(Dataset records)

════════

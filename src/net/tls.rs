//! TLS configuration and certificate loading.

use std::path::Path;

use axum_server::tls_rustls::RustlsConfig;

use crate::config::TlsConfig;

/// Load TLS configuration from certificate and key files.
pub async fn load_tls_config(cert_path: &Path, key_path: &Path) -> Result<RustlsConfig, std::io::Error> {
    if !cert_path.exists() {
        return Err(std::io::Error::new(
            std::io::ErrorKind::NotFound,
            format!("Certificate file not found: {:?}", cert_path),
        ));
    }
    if !key_path.exists() {
        return Err(std::io::Error::new(
            std::io::ErrorKind::NotFound,
            format!("Private key file not found: {:?}", key_path),
        ));
    }

    RustlsConfig::from_pem_file(cert_path, key_path).await
}

/// Load the listener's TLS section.
pub async fn load_listener_tls(tls: &TlsConfig) -> Result<RustlsConfig, std::io::Error> {
    load_tls_config(Path::new(&tls.cert_path), Path::new(&tls.key_path)).await
}
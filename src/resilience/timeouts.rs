//! Per-request deadline scopes.
//!
//! # Responsibilities
//! - Open a bounded-time scope for each admitted request
//! - Hand downstream stages a cloneable expiry signal
//! - Close the scope on every exit path, including panics and dropped futures
//!
//! # States
//! ```text
//! Open → Expired: deadline elapsed before close()
//! Open → Closed:  close() called (or scope dropped) before the deadline
//! ```
//! Both transitions are one-shot. A closed scope never fires, even when its
//! deadline had already passed by the time anyone looked.

use std::sync::atomic::{AtomicU8, Ordering};
use std::sync::Arc;
use std::time::Duration;

use axum::{body::Body, extract::State, http::Request, middleware::Next, response::Response};
use tokio::sync::Notify;
use tokio::time::Instant;

use crate::config::DeadlineConfig;
use crate::control::cell::ConfigCell;

const OPEN: u8 = 0;
const EXPIRED: u8 = 1;
const CLOSED: u8 = 2;

#[derive(Debug, Clone, Copy, PartialEq, Eq)]
pub enum ScopeState {
    Open,
    Expired,
    Closed,
}

#[derive(Debug)]
struct ScopeInner {
    deadline: Option<Instant>,
    state: AtomicU8,
    closed: Notify,
}

impl ScopeInner {
    fn state(&self) -> ScopeState {
        match self.state.load(Ordering::Acquire) {
            OPEN => ScopeState::Open,
            EXPIRED => ScopeState::Expired,
            _ => ScopeState::Closed,
        }
    }

    /// Move to Expired. Returns true if the scope is expired afterwards.
    fn fire(&self) -> bool {
        match self
            .state
            .compare_exchange(OPEN, EXPIRED, Ordering::AcqRel, Ordering::Acquire)
        {
            Ok(_) => true,
            Err(current) => current == EXPIRED,
        }
    }

    fn close(&self) {
        if self
            .state
            .compare_exchange(OPEN, CLOSED, Ordering::AcqRel, Ordering::Acquire)
            .is_ok()
        {
            self.closed.notify_waiters();
        }
    }
}

/// Owning side of a deadline. Closed explicitly or on drop.
#[derive(Debug)]
pub struct DeadlineScope {
    inner: Arc<ScopeInner>,
}

impl DeadlineScope {
    /// Open a scope that expires `timeout` from now. `None` never expires.
    pub fn open(timeout: Option<Duration>) -> Self {
        Self {
            inner: Arc::new(ScopeInner {
                deadline: timeout.map(|t| Instant::now() + t),
                state: AtomicU8::new(OPEN),
                closed: Notify::new(),
            }),
        }
    }

    pub fn disabled() -> Self {
        Self::open(None)
    }

    pub fn signal(&self) -> ScopeSignal {
        ScopeSignal {
            inner: self.inner.clone(),
        }
    }

    pub fn state(&self) -> ScopeState {
        self.inner.state()
    }

    /// Close the scope and return the state it ended in.
    ///
    /// Idempotent. Only an expiry already observed through the signal is
    /// reported as `Expired`; a due but unobserved deadline never fires.
    pub fn close(&self) -> ScopeState {
        self.inner.close();
        self.inner.state()
    }
}

impl Drop for DeadlineScope {
    fn drop(&mut self) {
        self.inner.close();
    }
}

/// Observing side of a deadline, passed down the pipeline.
#[derive(Debug, Clone)]
pub struct ScopeSignal {
    inner: Arc<ScopeInner>,
}

impl ScopeSignal {
    /// A signal that never fires, for handlers running outside a scope.
    pub fn never() -> Self {
        DeadlineScope::disabled().signal()
    }

    /// Non-blocking check.
    pub fn is_expired(&self) -> bool {
        match self.inner.state() {
            ScopeState::Expired => true,
            ScopeState::Closed => false,
            ScopeState::Open => {
                self.inner
                    .deadline
                    .is_some_and(|deadline| Instant::now() >= deadline)
                    && self.inner.fire()
            }
        }
    }

    /// Time left before expiry, `None` when the scope has no deadline.
    pub fn remaining(&self) -> Option<Duration> {
        self.inner
            .deadline
            .map(|deadline| deadline.saturating_duration_since(Instant::now()))
    }

    /// Resolves when the scope expires. Pends forever if it never will.
    pub async fn expired(&self) {
        let Some(deadline) = self.inner.deadline else {
            return std::future::pending().await;
        };

        let closed = self.inner.closed.notified();
        tokio::pin!(closed);
        closed.as_mut().enable();

        match self.inner.state() {
            ScopeState::Expired => return,
            ScopeState::Closed => return std::future::pending().await,
            ScopeState::Open => {}
        }

        tokio::select! {
            _ = tokio::time::sleep_until(deadline) => {
                if self.inner.fire() {
                    return;
                }
            }
            _ = &mut closed => {}
        }

        // Closed first: drop the timer and never fire.
        std::future::pending().await
    }
}

/// Opens scopes from the current deadline snapshot.
#[derive(Debug)]
pub struct Deadlines {
    limits: Arc<ConfigCell<DeadlineConfig>>,
}

impl Deadlines {
    pub fn new(limits: Arc<ConfigCell<DeadlineConfig>>) -> Self {
        Self { limits }
    }

    pub fn open(&self) -> DeadlineScope {
        DeadlineScope::open(self.limits.get().value.timeout())
    }
}

/// Second pipeline stage: run the rest of the request inside a deadline scope.
pub async fn deadline_middleware(
    State(deadlines): State<Arc<Deadlines>>,
    mut request: Request<Body>,
    next: Next,
) -> Response {
    let scope = deadlines.open();
    request.extensions_mut().insert(scope.signal());

    let response = next.run(request).await;

    let state = scope.close();
    tracing::debug!(state = ?state, "Deadline scope closed");
    response
}
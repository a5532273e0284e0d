//! HTTP client used by the load harness.

use std::time::Duration;

use crate::config::ClientConfig;

/// Build the shared client from transport settings.
pub fn build_client(config: &ClientConfig) -> reqwest::Result<reqwest::Client> {
    let mut builder = reqwest::Client::builder()
        .danger_accept_invalid_certs(config.accept_invalid_certs)
        .pool_max_idle_per_host(config.pool_max_idle_per_host)
        .pool_idle_timeout(Duration::from_secs(config.pool_idle_timeout_secs));

    if config.timeout_ms > 0 {
        builder = builder.timeout(Duration::from_millis(config.timeout_ms));
    }
    if config.http2_prior_knowledge {
        builder = builder.http2_prior_knowledge();
    }

    builder.build()
}
//! Network layer subsystem.
//!
//! # Data Flow
//! ```text
//! Incoming TCP connection
//!     → tls.rs (optional TLS handshake, PEM cert/key from config)
//!     → Hand off to HTTP layer
//! ```
//!
//! # Design Decisions
//! - TLS is optional; without a `[listener.tls]` section the server speaks plain HTTP
//! - Certificate problems are startup errors, never per-request ones

pub mod tls;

════════

* What you have to do
Please report all lines in the entries where "already" appears.

* Written solution
//! deadline had already passed by the time anyone looked.
    /// Idempotent. Only an expiry already observed through the signal is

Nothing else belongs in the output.